[Provided data — start]
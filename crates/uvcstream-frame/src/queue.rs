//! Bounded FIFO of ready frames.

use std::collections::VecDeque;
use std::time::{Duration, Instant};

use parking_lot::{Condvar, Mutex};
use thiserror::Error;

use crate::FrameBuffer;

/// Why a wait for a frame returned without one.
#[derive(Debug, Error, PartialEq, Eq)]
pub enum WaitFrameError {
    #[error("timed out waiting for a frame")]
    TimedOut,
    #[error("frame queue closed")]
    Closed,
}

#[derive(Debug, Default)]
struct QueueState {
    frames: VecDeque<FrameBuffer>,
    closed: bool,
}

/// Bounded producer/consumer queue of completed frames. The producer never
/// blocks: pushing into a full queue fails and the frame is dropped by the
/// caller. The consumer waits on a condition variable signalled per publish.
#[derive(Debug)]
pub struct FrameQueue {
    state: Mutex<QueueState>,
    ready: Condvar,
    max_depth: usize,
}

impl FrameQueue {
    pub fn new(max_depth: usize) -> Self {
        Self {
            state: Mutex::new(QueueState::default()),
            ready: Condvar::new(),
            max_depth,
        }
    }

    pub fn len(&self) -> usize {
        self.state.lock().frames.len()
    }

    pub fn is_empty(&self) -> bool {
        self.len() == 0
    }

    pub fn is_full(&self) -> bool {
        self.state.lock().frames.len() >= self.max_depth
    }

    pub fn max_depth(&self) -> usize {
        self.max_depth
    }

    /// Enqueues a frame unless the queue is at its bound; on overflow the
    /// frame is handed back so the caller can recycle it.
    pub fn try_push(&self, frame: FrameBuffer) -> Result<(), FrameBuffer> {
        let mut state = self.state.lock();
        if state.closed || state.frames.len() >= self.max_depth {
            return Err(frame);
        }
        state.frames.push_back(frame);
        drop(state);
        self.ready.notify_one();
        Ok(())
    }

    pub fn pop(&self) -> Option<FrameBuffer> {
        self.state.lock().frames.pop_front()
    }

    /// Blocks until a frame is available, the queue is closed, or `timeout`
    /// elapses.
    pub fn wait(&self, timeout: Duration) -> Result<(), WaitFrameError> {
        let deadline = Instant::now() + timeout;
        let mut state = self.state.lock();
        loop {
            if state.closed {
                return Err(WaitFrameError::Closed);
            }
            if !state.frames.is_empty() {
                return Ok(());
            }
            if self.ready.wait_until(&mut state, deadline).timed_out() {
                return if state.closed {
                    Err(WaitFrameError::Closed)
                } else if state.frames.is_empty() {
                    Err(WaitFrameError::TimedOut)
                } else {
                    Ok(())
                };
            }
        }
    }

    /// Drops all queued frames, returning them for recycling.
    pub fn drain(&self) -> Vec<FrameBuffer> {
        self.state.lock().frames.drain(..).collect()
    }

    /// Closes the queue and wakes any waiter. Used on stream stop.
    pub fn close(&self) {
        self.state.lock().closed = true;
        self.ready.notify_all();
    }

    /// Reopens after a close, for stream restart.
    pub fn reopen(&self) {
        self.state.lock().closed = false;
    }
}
[Provided data — finish]
→ Activity
Write out, word for word, every line from the one containing "Err(WaitFrameError::TimedOut)" through the last line of the records above.

→ Reply
                    Err(WaitFrameError::TimedOut)
                } else {
                    Ok(())
                };
            }
        }
    }

    /// Drops all queued frames, returning them for recycling.
    pub fn drain(&self) -> Vec<FrameBuffer> {
        self.state.lock().frames.drain(..).collect()
    }

    /// Closes the queue and wakes any waiter. Used on stream stop.
    pub fn close(&self) {
        self.state.lock().closed = true;
        self.ready.notify_all();
    }

    /// Reopens after a close, for stream restart.
    pub fn reopen(&self) {
        self.state.lock().closed = false;
    }
}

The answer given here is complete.